Mamuju, Suarasulbar.id – Kementerian Agama Kabupaten Mamuju menggelar zikir dan doa bersama dalam rangka menyambut Hari Santri Nasional 2025, Selasa malam (21/10/2025), di Aula Kantor Kemenag Kabupaten Mamuju, Provinsi Sulawesi Barat.
Kegiatan yang berlangsung khidmat itu dihadiri sejumlah tokoh agama dan pimpinan lembaga keagamaan, di antaranya Ketua MUI Kabupaten Mamuju K.H. Namruh Asdar, S.Ag, Kepala KUA Kecamatan Mamuju, Kepala KUA Simboro, serta para pembina dan santri dari berbagai Madrasah dan pesantren.
Dalam sambutannya, Kepala Kantor Kementerian Agama Kabupaten Mamuju, Dr.
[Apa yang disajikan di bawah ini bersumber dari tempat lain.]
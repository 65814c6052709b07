use thiserror::Error;

use crate::catalog::CatalogError;
use crate::config::ConfigError;
use crate::memory::MemoryError;

#[derive(Debug, Error)]
pub enum Error {
    #[error("config: {0}")]
    Config(#[from] ConfigError),
    #[error("catalog: {0}")]
    Catalog(#[from] CatalogError),
    #[error("screen memory: {0}")]
    Memory(#[from] MemoryError),
}
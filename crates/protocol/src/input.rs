use serde::{Deserialize, Serialize};

/// Logical remote-control signal. The physical key that produced it is the
/// front-end's business.
#[derive(Debug, Clone, Copy, PartialEq, Eq, Hash, Serialize, Deserialize)]
#[serde(rename_all = "kebab-case")]
pub enum NavSignal {
    Left,
    Right,
    Up,
    Down,
    Select,
    Back,
    /// Tab-equivalent. Only the player overlay reacts to cycling.
    CycleForward,
    CycleBackward,
}

impl NavSignal {
    pub fn horizontal(self) -> Option<Horizontal> {
        match self {
            NavSignal::Left => Some(Horizontal::Left),
            NavSignal::Right => Some(Horizontal::Right),
            _ => None,
        }
    }

    pub fn vertical(self) -> Option<Vertical> {
        match self {
            NavSignal::Up => Some(Vertical::Up),
            NavSignal::Down => Some(Vertical::Down),
            _ => None,
        }
    }

    pub fn parse(name: &str) -> Option<Self> {
        Some(match name {
            "left" => NavSignal::Left,
            "right" => NavSignal::Right,
            "up" => NavSignal::Up,
            "down" => NavSignal::Down,
            "select" | "enter" => NavSignal::Select,
            "back" | "escape" => NavSignal::Back,
            "cycle-forward" | "tab" => NavSignal::CycleForward,
            "cycle-backward" | "shift-tab" => NavSignal::CycleBackward,
            _ => return None,
        })
    }
}

#[derive(Debug, Clone, Copy, PartialEq, Eq, Hash, Serialize, Deserialize)]
pub enum Horizontal {
    Left,
    Right,
}

#[derive(Debug, Clone, Copy, PartialEq, Eq, Hash, Serialize, Deserialize)]
pub enum Vertical {
    Up,
    Down,
}

#[cfg(test)]
mod tests {
    use super::*;

    #[test]
    fn parse_accepts_key_aliases() {
        assert_eq!(NavSignal::parse("escape"), Some(NavSignal::Back));
        assert_eq!(NavSignal::parse("tab"), Some(NavSignal::CycleForward));
        assert_eq!(NavSignal::parse("menu"), None);
    }

    #[test]
    fn serde_uses_kebab_case() {
        let json = serde_json::to_string(&NavSignal::CycleBackward).expect("serialize signal");
        assert_eq!(json, "\"cycle-backward\"");
    }

    #[test]
    fn only_arrows_have_axes() {
        assert_eq!(NavSignal::Left.horizontal(), Some(Horizontal::Left));
        assert_eq!(NavSignal::Up.horizontal(), None);
        assert_eq!(NavSignal::Down.vertical(), Some(Vertical::Down));
        assert_eq!(NavSignal::Select.vertical(), None);
    }
}
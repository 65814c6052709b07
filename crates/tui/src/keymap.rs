use crossterm::event::{KeyCode, KeyEvent, KeyModifiers};
use tunelane_protocol::NavSignal;

#[derive(Debug, Clone, Copy, PartialEq, Eq)]
pub enum KeyAction {
    Signal(NavSignal),
    /// Stop playback (the remote's stop button).
    Stop,
    Quit,
}

pub fn action_for(key: &KeyEvent) -> Option<KeyAction> {
    let signal = match key.code {
        KeyCode::Left => NavSignal::Left,
        KeyCode::Right => NavSignal::Right,
        KeyCode::Up => NavSignal::Up,
        KeyCode::Down => NavSignal::Down,
        KeyCode::Enter | KeyCode::Char(' ') => NavSignal::Select,
        KeyCode::Esc | KeyCode::Backspace => NavSignal::Back,
        KeyCode::BackTab => NavSignal::CycleBackward,
        KeyCode::Tab if key.modifiers.contains(KeyModifiers::SHIFT) => NavSignal::CycleBackward,
        KeyCode::Tab => NavSignal::CycleForward,
        KeyCode::Char('s') => return Some(KeyAction::Stop),
        KeyCode::Char('q') => return Some(KeyAction::Quit),
        KeyCode::Char('c') if key.modifiers.contains(KeyModifiers::CONTROL) => {
            return Some(KeyAction::Quit);
        }
        _ => return None,
    };
    Some(KeyAction::Signal(signal))
}

#[cfg(test)]
mod tests {
    use super::*;

    fn key(code: KeyCode) -> KeyEvent {
        KeyEvent::new(code, KeyModifiers::NONE)
    }

    #[test]
    fn arrows_and_enter_map_to_signals() {
        assert_eq!(
            action_for(&key(KeyCode::Left)),
            Some(KeyAction::Signal(NavSignal::Left))
        );
        assert_eq!(
            action_for(&key(KeyCode::Enter)),
            Some(KeyAction::Signal(NavSignal::Select))
        );
        assert_eq!(
            action_for(&key(KeyCode::Esc)),
            Some(KeyAction::Signal(NavSignal::Back))
        );
    }

    #[test]
    fn tab_cycles_both_ways() {
        assert_eq!(
            action_for(&key(KeyCode::Tab)),
            Some(KeyAction::Signal(NavSignal::CycleForward))
        );
        assert_eq!(
            action_for(&KeyEvent::new(KeyCode::Tab, KeyModifiers::SHIFT)),
            Some(KeyAction::Signal(NavSignal::CycleBackward))
        );
        assert_eq!(
            action_for(&key(KeyCode::BackTab)),
            Some(KeyAction::Signal(NavSignal::CycleBackward))
        );
    }

    #[test]
    fn quit_and_unmapped_keys() {
        assert_eq!(action_for(&key(KeyCode::Char('q'))), Some(KeyAction::Quit));
        assert_eq!(
            action_for(&KeyEvent::new(KeyCode::Char('c'), KeyModifiers::CONTROL)),
            Some(KeyAction::Quit)
        );
        assert_eq!(action_for(&key(KeyCode::Char('x'))), None);
    }
}
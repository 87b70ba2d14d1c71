//! Terminal output for markdown produced by `stride_core::display`.
//!
//! Rich mode styles headings, bold and inline code through termimad; plain
//! mode prints the markdown unchanged, which is what the tests and pipes see.

use anyhow::Result;
use termimad::{
    crossterm::style::{Attribute, Color, Stylize},
    MadSkin,
};

/// Prints markdown either styled or as plain text.
pub struct TerminalRenderer {
    rich_enabled: bool,
    skin: MadSkin,
}

impl TerminalRenderer {
    pub fn new(rich_enabled: bool) -> Self {
        let mut skin = MadSkin::default();
        skin.set_headers_fg(Color::Green);
        skin.bold.set_fg(Color::Cyan);
        skin.italic.set_fg(Color::Magenta);
        skin.inline_code.set_fg(Color::Yellow);
        skin.inline_code.set_bg(Color::AnsiValue(236));

        Self { rich_enabled, skin }
    }

    /// Print markdown to stdout.
    pub fn render(&self, markdown: &str) -> Result<()> {
        if !self.rich_enabled {
            print!("{markdown}");
            return Ok(());
        }

        for line in markdown.lines() {
            if line.starts_with('#') {
                // keep the hashes visible so the heading level stays readable
                println!("{}", line.with(Color::Green).attribute(Attribute::Bold));
            } else {
                self.skin.print_inline(line);
                println!();
            }
        }
        Ok(())
    }
}

impl Default for TerminalRenderer {
    fn default() -> Self {
        Self::new(true)
    }
}
//! Error types for the stride library.

use std::path::PathBuf;

use thiserror::Error;

use crate::models::Weekday;
use crate::wizard::WizardStep;

/// Error type for catalog, wizard, and plan store operations.
#[derive(Error, Debug)]
pub enum StrideError {
    /// Database connection or query errors
    #[error("Database error: {message}")]
    Database {
        message: String,
        #[source]
        source: rusqlite::Error,
    },
    /// Saved plan not found for the given ID
    #[error("Plan with ID {id} not found")]
    PlanNotFound { id: u64 },
    /// Workout id not present in the catalog (or not offered by the picker)
    #[error("Workout '{id}' not found")]
    WorkoutNotFound { id: String },
    /// Day is not part of the current day schedule
    #[error("{day} is not a scheduled training day")]
    DayNotScheduled { day: Weekday },
    /// A step-local action was invoked while another step is active
    #[error("'{action}' is only available on the {expected} step (current step: {current})")]
    WrongStep {
        action: &'static str,
        expected: WizardStep,
        current: WizardStep,
    },
    /// The wizard gate refused to advance while running a scripted plan
    #[error("Cannot continue past the {step} step: {reason}")]
    StepBlocked { step: WizardStep, reason: String },
    /// The wizard was abandoned or has already handed off its plan
    #[error("The plan wizard is no longer active")]
    WizardClosed,
    /// File system operation errors
    #[error("File system error at path '{path}': {source}")]
    FileSystem {
        path: PathBuf,
        source: std::io::Error,
    },
    /// XDG base directory errors
    #[error("XDG directory error: {0}")]
    XdgDirectory(String),
    /// Invalid input validation errors
    #[error("Invalid input for field '{field}': {reason}")]
    InvalidInput { field: String, reason: String },
    /// Serialization/deserialization errors
    #[error("Serialization error: {source}")]
    Serialization {
        #[from]
        source: serde_json::Error,
    },
    /// A blocking database task panicked or was cancelled
    #[error("Background task failed: {source}")]
    Task {
        #[source]
        source: tokio::task::JoinError,
    },
}

/// Builder for creating database errors with optional context.
pub struct DatabaseErrorBuilder {
    message: String,
}

impl DatabaseErrorBuilder {
    /// Create a new database error builder with a message.
    pub fn new(message: impl Into<String>) -> Self {
        Self {
            message: message.into(),
        }
    }

    /// Build the error with the given source.
    pub fn with_source(self, source: rusqlite::Error) -> StrideError {
        StrideError::Database {
            message: self.message,
            source,
        }
    }
}

/// Builder for creating input validation errors.
pub struct InvalidInputBuilder {
    field: String,
}

impl InvalidInputBuilder {
    /// Create a new invalid input error builder for a field.
    pub fn new(field: impl Into<String>) -> Self {
        Self {
            field: field.into(),
        }
    }

    /// Build the error with the given reason.
    pub fn with_reason(self, reason: impl Into<String>) -> StrideError {
        StrideError::InvalidInput {
            field: self.field,
            reason: reason.into(),
        }
    }
}

impl StrideError {
    /// Creates a builder for database errors.
    pub fn database(message: impl Into<String>) -> DatabaseErrorBuilder {
        DatabaseErrorBuilder::new(message)
    }

    /// Creates a builder for input validation errors.
    pub fn invalid_input(field: impl Into<String>) -> InvalidInputBuilder {
        InvalidInputBuilder::new(field)
    }

    /// Wraps a failed blocking task join.
    pub(crate) fn join(source: tokio::task::JoinError) -> Self {
        StrideError::Task { source }
    }
}

/// Specialized extension trait for database-related Results.
pub trait DatabaseResultExt<T> {
    /// Map database errors with a message.
    fn db_context(self, message: &str) -> Result<T>;
}

impl<T> DatabaseResultExt<T> for std::result::Result<T, rusqlite::Error> {
    fn db_context(self, message: &str) -> Result<T> {
        self.map_err(|e| StrideError::database(message).with_source(e))
    }
}

/// Result type alias for stride operations
pub type Result<T> = std::result::Result<T, StrideError>;

#[cfg(test)]
mod tests {
    use super::*;

    #[tokio::test]
    async fn test_join_error_is_a_task_error() {
        let joined = tokio::task::spawn_blocking(|| panic!("worker died")).await;
        let err = StrideError::join(joined.expect_err("task should panic"));

        assert!(matches!(err, StrideError::Task { .. }));
        assert!(err.to_string().starts_with("Background task failed"));
    }

    #[test]
    fn test_db_context_keeps_source() {
        let result: std::result::Result<(), rusqlite::Error> =
            Err(rusqlite::Error::QueryReturnedNoRows);
        let err = result.db_context("Failed to query plan").unwrap_err();

        assert_eq!(err.to_string(), "Database error: Failed to query plan");
        assert!(std::error::Error::source(&err).is_some());
    }
}
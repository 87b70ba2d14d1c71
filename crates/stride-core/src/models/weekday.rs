//! Weekday labels for training schedules.

use std::str::FromStr;

use serde::{Deserialize, Serialize};

/// Day of the training week.
///
/// Variant order is the fixed display order (Monday first); `Ord` follows it,
/// so ordered collections of weekdays always iterate Mon through Sun.
#[derive(Debug, Clone, Copy, Serialize, Deserialize, PartialEq, Eq, Hash, PartialOrd, Ord)]
pub enum Weekday {
    Mon,
    Tue,
    Wed,
    Thu,
    Fri,
    Sat,
    Sun,
}

impl Weekday {
    /// The full week in display order.
    pub const ALL: [Weekday; 7] = [
        Weekday::Mon,
        Weekday::Tue,
        Weekday::Wed,
        Weekday::Thu,
        Weekday::Fri,
        Weekday::Sat,
        Weekday::Sun,
    ];

    /// Three-letter label.
    pub fn as_str(&self) -> &'static str {
        match self {
            Weekday::Mon => "Mon",
            Weekday::Tue => "Tue",
            Weekday::Wed => "Wed",
            Weekday::Thu => "Thu",
            Weekday::Fri => "Fri",
            Weekday::Sat => "Sat",
            Weekday::Sun => "Sun",
        }
    }
}

impl FromStr for Weekday {
    type Err = String;

    /// Accepts three-letter labels and full day names, in any case.
    fn from_str(s: &str) -> Result<Self, Self::Err> {
        let lower = s.trim().to_lowercase();
        let prefix = lower.get(..3).unwrap_or(&lower);
        let day = match prefix {
            "mon" => Weekday::Mon,
            "tue" => Weekday::Tue,
            "wed" => Weekday::Wed,
            "thu" => Weekday::Thu,
            "fri" => Weekday::Fri,
            "sat" => Weekday::Sat,
            "sun" => Weekday::Sun,
            _ => return Err(format!("Invalid weekday: {s}")),
        };

        // Reject things like "monkey": anything longer than the label must be the full name.
        let full = match day {
            Weekday::Mon => "monday",
            Weekday::Tue => "tuesday",
            Weekday::Wed => "wednesday",
            Weekday::Thu => "thursday",
            Weekday::Fri => "friday",
            Weekday::Sat => "saturday",
            Weekday::Sun => "sunday",
        };
        if lower.len() == 3 || lower == full {
            Ok(day)
        } else {
            Err(format!("Invalid weekday: {s}"))
        }
    }
}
H. Mustapa Tangngali, S.Ag., M.A, menyampaikan bahwa Hari Santri merupakan momentum penting untuk mengenang perjuangan para santri dan ulama yang turut memperjuangkan kemerdekaan Indonesia.
“Santri memiliki peran penting sejak masa pra-kemerdekaan. Jika dahulu perjuangan mereka adalah melawan penjajah, maka hari ini perjuangan santri adalah menghadapi tantangan zaman,” ujar Mustapa Tangngali.
Ia menegaskan bahwa pesantren adalah ekosistem pendidikan yang tidak hanya mengajarkan ilmu, tetapi juga menanamkan adab dan akhlak.
“Ajarilah dulu adab sebelum belajar ilmu,” katanya.
Menurutnya, santri masa kini dituntut tidak hanya menguasai ilmu agama, tetapi juga mampu beradaptasi dengan perkembangan teknologi.
“Santri hari ini harus bisa membaca kitab kuning sekaligus paham teknologi. Mereka harus menjadi generasi yang adaptif dan berdaya saing tinggi,” tambahnya.
Ia berharap para santri menjadi penjaga moral bangsa dan sumber kebanggaan umat.
“Santri adalah penjaga moral bangsa. Mereka adalah aset besar yang akan membawa bangsa ini menuju masa depan yang lebih baik,” pungkasnya.